• **Records drawn from a dataset**:
+ + + +
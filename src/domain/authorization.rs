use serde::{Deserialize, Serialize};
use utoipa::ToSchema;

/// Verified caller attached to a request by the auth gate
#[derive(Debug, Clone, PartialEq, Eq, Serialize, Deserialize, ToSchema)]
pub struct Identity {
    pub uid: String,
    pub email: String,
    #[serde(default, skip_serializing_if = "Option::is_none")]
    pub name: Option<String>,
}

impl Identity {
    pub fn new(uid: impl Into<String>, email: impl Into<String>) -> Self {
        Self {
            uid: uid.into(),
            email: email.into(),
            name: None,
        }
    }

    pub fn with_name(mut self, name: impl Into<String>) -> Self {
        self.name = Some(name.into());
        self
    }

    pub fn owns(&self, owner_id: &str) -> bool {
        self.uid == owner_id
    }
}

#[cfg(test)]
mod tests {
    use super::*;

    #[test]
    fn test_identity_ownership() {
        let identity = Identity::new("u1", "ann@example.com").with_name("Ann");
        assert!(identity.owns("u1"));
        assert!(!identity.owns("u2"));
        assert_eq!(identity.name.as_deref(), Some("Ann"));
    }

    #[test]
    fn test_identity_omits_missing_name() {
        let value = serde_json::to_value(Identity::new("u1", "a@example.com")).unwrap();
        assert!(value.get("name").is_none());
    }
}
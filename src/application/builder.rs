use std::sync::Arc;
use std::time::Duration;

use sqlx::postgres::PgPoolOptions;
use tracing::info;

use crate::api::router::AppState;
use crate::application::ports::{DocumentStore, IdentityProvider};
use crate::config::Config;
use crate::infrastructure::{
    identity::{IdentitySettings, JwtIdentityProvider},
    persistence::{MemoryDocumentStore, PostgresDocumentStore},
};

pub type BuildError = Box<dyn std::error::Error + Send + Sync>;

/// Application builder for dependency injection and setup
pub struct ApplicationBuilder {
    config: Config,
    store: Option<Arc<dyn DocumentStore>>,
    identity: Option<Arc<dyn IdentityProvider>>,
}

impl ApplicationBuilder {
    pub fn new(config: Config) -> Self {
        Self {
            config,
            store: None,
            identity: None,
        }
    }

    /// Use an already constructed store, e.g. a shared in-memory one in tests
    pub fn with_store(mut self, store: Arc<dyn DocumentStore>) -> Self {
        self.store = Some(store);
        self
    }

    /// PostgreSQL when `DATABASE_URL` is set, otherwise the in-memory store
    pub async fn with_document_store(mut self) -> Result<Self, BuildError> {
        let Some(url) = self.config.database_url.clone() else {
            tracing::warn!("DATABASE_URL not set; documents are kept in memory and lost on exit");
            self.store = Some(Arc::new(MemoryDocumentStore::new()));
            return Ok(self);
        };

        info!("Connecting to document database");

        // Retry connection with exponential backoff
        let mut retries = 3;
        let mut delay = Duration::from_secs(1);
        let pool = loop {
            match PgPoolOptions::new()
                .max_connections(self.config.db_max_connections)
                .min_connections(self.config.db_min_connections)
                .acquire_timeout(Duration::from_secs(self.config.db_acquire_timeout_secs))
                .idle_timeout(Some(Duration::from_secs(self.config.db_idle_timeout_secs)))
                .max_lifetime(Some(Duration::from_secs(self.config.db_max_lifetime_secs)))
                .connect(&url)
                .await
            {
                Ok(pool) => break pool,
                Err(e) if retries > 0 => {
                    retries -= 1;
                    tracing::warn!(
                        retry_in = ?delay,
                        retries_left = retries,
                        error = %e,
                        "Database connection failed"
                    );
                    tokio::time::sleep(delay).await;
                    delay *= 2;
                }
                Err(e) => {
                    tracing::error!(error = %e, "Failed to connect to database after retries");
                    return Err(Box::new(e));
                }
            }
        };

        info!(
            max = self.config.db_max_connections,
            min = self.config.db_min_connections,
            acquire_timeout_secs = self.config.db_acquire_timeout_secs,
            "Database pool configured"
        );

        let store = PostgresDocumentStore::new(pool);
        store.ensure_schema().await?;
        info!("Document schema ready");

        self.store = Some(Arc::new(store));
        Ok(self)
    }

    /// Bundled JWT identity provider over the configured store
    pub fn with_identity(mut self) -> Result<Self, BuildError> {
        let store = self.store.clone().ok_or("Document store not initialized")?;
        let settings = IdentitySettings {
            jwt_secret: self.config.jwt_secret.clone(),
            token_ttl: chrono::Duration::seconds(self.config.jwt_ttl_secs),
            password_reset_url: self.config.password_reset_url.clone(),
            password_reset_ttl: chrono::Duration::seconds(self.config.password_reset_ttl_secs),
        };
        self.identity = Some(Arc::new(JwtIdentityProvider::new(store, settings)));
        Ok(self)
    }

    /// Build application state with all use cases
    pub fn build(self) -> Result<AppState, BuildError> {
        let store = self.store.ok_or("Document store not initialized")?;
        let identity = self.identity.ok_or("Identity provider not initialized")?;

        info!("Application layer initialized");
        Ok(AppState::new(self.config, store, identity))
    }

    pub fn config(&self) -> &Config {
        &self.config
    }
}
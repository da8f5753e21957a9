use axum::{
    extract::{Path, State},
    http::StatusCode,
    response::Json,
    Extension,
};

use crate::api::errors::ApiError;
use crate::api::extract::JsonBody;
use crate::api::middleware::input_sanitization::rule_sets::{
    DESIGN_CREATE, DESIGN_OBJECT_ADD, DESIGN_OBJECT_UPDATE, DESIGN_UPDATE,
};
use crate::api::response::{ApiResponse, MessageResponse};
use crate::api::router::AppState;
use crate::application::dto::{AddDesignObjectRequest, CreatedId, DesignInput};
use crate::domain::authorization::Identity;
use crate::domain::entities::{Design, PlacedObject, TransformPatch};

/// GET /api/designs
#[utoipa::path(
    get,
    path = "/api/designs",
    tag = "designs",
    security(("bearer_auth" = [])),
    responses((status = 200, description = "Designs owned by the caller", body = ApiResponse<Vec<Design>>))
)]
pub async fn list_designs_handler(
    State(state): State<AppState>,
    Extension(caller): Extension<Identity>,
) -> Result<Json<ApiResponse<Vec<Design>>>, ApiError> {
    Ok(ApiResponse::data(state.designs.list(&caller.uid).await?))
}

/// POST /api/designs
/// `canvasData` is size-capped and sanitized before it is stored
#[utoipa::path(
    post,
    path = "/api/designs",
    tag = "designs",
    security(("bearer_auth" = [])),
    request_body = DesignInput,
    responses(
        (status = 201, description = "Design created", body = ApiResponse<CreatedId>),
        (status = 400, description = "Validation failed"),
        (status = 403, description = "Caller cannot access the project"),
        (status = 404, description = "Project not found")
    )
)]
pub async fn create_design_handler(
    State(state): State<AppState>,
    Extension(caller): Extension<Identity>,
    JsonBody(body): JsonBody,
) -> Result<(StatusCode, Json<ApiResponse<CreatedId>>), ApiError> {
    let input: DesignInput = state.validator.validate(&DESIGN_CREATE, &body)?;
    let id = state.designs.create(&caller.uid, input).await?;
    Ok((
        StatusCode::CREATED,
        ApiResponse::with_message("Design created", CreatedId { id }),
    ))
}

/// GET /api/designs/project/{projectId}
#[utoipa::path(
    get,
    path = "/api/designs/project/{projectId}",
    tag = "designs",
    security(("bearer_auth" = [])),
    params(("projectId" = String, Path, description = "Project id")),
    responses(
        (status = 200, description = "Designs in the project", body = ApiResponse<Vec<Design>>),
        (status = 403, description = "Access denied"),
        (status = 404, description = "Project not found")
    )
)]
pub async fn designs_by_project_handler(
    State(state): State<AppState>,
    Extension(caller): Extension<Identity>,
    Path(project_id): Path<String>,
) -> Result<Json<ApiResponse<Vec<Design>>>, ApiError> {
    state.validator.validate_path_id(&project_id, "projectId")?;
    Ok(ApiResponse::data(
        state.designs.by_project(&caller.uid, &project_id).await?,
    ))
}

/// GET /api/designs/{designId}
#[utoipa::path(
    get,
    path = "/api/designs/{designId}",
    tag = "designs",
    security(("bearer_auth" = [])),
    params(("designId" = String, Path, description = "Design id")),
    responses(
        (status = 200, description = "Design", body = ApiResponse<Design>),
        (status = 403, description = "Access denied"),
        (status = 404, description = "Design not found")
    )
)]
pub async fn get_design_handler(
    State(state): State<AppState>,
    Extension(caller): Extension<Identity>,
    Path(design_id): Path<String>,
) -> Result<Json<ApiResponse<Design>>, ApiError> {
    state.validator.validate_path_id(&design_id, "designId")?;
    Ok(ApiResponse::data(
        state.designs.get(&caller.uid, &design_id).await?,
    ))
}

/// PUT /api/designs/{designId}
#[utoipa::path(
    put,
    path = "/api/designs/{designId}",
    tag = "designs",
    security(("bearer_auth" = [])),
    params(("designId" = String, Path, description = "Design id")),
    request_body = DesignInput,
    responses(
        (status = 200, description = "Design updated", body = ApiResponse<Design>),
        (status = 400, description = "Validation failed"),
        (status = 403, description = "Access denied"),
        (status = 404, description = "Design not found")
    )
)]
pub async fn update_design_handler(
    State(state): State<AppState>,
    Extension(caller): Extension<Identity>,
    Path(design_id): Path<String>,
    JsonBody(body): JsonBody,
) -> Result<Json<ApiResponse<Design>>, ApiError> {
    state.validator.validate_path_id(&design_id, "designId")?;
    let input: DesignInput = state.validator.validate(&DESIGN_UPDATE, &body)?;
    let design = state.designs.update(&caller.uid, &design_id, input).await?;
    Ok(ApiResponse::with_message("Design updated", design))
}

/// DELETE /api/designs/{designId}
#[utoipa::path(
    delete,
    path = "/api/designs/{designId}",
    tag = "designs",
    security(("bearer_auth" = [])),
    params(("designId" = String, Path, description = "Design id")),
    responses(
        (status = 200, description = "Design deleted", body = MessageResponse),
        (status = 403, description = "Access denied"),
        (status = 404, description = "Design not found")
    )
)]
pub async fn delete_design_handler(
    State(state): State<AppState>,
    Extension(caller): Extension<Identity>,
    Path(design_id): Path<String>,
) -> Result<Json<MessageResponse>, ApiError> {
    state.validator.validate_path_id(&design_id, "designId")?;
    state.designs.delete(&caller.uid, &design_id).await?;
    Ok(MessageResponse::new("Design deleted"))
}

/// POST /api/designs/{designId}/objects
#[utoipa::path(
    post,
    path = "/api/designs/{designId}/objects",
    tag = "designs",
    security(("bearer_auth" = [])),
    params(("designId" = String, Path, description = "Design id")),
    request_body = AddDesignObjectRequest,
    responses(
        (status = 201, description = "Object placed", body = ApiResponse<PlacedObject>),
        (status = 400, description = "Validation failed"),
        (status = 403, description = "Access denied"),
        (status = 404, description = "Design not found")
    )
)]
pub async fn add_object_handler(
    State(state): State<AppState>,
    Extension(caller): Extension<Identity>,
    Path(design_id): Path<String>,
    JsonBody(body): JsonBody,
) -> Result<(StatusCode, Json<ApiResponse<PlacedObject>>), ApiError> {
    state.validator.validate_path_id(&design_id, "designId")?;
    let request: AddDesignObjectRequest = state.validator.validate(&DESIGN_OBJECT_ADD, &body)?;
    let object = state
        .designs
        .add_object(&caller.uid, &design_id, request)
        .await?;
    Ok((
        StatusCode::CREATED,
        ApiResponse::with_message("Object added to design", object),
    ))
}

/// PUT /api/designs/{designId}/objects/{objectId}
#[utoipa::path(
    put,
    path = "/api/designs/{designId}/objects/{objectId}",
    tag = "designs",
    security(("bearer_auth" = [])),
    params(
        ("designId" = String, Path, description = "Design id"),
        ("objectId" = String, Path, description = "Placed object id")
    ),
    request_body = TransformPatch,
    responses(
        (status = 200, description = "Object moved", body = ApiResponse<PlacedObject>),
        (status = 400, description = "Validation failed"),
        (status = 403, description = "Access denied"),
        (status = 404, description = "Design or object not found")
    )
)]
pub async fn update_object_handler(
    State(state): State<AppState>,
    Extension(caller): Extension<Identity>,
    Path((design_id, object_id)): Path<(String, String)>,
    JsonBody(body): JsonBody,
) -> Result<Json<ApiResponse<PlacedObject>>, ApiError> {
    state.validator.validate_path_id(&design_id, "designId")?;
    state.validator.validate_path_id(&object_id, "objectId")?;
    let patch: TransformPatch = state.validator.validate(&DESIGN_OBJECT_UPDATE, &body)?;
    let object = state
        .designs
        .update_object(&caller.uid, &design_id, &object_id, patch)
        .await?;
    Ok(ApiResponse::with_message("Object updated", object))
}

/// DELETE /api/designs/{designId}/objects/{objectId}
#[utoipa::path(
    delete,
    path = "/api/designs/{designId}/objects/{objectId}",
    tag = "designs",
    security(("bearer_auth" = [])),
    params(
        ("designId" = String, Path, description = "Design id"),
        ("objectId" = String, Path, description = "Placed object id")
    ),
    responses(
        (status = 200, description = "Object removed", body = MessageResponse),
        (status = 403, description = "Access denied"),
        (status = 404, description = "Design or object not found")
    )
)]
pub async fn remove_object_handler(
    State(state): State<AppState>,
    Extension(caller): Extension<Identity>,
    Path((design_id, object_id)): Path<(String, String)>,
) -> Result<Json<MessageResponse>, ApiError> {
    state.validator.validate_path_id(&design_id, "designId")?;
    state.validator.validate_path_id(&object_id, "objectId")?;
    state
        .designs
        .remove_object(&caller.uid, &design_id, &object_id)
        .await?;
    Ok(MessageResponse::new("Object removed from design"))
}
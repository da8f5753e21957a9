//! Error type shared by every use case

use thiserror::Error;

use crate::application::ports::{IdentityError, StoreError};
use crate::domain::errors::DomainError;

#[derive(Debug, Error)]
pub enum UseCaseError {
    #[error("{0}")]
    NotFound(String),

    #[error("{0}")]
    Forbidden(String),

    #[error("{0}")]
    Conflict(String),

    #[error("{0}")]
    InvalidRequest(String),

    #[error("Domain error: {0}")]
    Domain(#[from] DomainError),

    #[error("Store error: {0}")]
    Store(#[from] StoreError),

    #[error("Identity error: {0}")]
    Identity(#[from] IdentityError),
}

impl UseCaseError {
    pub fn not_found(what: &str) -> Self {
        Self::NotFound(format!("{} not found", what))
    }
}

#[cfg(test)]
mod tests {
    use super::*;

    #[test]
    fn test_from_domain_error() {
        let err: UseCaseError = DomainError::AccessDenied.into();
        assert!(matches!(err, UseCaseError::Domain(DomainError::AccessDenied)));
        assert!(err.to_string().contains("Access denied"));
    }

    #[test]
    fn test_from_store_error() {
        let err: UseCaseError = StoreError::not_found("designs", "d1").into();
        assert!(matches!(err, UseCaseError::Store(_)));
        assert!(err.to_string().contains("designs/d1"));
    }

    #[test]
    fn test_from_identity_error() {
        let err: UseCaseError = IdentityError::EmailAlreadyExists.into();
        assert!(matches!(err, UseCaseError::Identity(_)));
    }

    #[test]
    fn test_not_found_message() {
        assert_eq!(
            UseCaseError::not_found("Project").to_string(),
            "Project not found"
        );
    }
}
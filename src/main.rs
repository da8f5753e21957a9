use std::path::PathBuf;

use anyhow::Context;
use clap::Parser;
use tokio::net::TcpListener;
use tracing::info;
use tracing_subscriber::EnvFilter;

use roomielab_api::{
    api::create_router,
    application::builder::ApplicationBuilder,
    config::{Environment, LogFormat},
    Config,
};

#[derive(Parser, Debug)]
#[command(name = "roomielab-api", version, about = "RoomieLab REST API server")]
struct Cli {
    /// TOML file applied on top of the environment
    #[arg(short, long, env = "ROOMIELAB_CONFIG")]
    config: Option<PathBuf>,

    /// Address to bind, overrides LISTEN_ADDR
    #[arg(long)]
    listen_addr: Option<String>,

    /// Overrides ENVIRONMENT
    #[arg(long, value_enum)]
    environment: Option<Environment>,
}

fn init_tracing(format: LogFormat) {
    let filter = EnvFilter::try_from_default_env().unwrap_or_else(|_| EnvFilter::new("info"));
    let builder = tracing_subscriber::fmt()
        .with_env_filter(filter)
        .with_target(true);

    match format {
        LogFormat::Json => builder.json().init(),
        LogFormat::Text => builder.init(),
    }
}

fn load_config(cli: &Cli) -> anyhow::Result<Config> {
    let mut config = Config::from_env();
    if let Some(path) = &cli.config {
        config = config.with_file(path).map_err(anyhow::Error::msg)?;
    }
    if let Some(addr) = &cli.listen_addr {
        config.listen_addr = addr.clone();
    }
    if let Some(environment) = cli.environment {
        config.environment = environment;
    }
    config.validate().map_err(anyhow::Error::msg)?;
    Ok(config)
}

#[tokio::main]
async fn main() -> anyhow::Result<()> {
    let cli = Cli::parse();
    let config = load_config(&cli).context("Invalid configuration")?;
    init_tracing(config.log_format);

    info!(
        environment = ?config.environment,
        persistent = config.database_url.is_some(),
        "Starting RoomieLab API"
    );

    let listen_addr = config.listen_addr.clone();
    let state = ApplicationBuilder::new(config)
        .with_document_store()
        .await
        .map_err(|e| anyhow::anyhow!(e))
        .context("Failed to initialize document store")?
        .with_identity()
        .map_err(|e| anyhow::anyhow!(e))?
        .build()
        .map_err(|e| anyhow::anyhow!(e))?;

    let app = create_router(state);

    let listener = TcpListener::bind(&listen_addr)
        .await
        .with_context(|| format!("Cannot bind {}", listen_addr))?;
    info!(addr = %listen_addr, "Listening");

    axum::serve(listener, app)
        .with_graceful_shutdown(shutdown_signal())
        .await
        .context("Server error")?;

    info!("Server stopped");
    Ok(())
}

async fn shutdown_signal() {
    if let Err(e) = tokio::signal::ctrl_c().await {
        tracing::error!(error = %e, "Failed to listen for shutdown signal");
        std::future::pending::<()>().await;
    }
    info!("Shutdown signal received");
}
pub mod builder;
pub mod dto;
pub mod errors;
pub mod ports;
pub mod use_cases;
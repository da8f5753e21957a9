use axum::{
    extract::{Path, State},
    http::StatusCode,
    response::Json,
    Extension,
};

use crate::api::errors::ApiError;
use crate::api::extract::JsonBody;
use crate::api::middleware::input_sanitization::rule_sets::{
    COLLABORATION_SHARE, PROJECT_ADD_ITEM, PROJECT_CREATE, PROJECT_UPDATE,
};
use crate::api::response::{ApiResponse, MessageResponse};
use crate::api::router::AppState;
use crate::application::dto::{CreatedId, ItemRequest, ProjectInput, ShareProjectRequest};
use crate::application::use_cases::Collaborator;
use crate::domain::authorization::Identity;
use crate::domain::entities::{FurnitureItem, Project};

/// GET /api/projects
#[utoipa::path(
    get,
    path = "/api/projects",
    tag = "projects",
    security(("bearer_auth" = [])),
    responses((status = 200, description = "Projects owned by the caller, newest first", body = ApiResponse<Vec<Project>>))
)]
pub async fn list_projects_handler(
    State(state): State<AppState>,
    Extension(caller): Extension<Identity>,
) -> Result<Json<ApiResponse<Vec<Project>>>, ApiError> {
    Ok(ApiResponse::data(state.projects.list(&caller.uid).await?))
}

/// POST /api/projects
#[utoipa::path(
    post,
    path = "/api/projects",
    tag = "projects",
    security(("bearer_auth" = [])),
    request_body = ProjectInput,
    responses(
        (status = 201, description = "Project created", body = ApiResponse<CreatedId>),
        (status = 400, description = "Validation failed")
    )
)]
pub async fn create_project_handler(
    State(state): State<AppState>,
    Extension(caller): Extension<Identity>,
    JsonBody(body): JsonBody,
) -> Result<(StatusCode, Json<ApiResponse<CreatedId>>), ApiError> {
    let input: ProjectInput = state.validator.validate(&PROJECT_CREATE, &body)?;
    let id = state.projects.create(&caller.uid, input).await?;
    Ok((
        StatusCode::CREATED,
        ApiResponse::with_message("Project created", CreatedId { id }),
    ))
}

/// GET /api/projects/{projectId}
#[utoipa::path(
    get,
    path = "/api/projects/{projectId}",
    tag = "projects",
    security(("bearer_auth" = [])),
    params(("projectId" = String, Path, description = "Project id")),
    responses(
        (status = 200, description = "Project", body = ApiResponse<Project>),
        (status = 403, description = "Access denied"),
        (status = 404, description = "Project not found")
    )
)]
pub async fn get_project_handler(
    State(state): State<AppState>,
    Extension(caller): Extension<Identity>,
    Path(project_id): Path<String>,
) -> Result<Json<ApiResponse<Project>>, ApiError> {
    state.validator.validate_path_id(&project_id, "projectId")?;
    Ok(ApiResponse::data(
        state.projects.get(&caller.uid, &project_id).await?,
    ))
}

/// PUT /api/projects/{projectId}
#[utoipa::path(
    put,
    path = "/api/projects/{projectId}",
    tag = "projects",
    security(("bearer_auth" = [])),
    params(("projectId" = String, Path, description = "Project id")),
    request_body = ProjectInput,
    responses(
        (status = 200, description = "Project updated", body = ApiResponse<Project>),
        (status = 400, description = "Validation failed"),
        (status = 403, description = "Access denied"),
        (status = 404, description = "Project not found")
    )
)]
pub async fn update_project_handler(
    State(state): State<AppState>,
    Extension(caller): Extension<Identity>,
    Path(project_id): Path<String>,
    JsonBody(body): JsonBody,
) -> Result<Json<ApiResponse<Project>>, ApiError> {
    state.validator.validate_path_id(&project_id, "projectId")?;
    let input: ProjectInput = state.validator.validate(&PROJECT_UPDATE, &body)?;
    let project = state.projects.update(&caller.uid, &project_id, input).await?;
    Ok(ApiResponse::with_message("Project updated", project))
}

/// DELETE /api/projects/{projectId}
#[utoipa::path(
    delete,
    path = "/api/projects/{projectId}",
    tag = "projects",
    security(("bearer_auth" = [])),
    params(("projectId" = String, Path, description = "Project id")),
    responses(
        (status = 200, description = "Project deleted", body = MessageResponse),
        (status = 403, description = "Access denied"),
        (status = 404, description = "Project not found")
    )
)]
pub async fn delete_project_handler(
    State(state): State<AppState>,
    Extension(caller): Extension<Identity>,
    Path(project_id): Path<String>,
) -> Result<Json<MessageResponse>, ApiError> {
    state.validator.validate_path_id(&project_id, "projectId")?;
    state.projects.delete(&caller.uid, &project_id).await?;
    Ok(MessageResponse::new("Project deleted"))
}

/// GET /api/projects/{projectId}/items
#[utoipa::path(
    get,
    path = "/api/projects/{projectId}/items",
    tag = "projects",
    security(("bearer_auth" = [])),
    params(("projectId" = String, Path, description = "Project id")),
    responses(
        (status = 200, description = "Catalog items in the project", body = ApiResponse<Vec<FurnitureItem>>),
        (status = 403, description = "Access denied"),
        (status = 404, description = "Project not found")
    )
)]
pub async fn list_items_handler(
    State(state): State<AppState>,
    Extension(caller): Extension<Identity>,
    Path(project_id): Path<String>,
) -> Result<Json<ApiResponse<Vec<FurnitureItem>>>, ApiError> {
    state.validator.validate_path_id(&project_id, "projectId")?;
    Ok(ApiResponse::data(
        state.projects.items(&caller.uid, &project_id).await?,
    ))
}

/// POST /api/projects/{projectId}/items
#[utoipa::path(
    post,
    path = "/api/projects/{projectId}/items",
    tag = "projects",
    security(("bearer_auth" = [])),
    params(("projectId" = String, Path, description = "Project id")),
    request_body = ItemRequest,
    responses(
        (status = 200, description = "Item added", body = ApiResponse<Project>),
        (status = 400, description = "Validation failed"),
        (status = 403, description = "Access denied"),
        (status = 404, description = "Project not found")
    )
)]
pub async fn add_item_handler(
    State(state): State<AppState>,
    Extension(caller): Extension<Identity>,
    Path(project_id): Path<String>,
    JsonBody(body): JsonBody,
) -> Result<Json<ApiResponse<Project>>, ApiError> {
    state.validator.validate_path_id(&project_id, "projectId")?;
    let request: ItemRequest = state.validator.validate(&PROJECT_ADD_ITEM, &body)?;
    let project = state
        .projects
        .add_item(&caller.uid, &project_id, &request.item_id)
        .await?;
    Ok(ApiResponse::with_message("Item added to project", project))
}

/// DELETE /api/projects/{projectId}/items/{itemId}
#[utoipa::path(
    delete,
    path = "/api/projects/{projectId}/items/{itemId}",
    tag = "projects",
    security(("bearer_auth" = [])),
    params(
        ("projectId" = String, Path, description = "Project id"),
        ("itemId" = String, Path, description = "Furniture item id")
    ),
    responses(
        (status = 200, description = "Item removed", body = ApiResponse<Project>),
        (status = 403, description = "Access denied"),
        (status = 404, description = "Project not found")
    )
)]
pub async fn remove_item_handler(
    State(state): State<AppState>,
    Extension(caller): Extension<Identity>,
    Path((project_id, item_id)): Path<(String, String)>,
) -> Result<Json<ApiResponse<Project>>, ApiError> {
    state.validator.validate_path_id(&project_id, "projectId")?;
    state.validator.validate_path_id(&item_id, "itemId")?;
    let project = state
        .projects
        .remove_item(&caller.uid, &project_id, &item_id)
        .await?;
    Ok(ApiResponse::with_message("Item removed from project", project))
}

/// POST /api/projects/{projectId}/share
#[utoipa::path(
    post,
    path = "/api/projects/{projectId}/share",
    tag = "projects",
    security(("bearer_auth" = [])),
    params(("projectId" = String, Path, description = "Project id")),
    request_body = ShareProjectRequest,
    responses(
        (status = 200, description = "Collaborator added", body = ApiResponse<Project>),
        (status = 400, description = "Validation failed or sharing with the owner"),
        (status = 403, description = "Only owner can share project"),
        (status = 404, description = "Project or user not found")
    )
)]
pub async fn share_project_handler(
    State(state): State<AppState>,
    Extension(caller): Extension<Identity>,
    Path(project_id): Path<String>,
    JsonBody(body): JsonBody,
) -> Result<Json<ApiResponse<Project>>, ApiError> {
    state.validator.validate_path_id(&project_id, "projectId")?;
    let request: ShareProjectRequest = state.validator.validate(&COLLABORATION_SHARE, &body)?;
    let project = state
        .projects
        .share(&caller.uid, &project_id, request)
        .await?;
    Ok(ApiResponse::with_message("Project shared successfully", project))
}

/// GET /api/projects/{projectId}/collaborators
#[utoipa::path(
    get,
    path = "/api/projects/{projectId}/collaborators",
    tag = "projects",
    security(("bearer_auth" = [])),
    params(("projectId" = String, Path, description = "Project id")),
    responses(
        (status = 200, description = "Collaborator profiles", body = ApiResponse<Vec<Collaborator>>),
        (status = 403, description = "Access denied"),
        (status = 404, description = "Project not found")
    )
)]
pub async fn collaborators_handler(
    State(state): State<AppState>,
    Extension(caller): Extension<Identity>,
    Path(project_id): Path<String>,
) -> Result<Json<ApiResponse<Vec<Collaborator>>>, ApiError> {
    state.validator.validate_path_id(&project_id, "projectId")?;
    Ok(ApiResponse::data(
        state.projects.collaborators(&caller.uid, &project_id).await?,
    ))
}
+ + + +
• **TASK DESCRIPTION**: Report each line of the records that holds the word "contains".

• **RESPONSE BELOW**:
        assert!(err.to_string().contains("Access denied"));
        assert!(err.to_string().contains("designs/d1"));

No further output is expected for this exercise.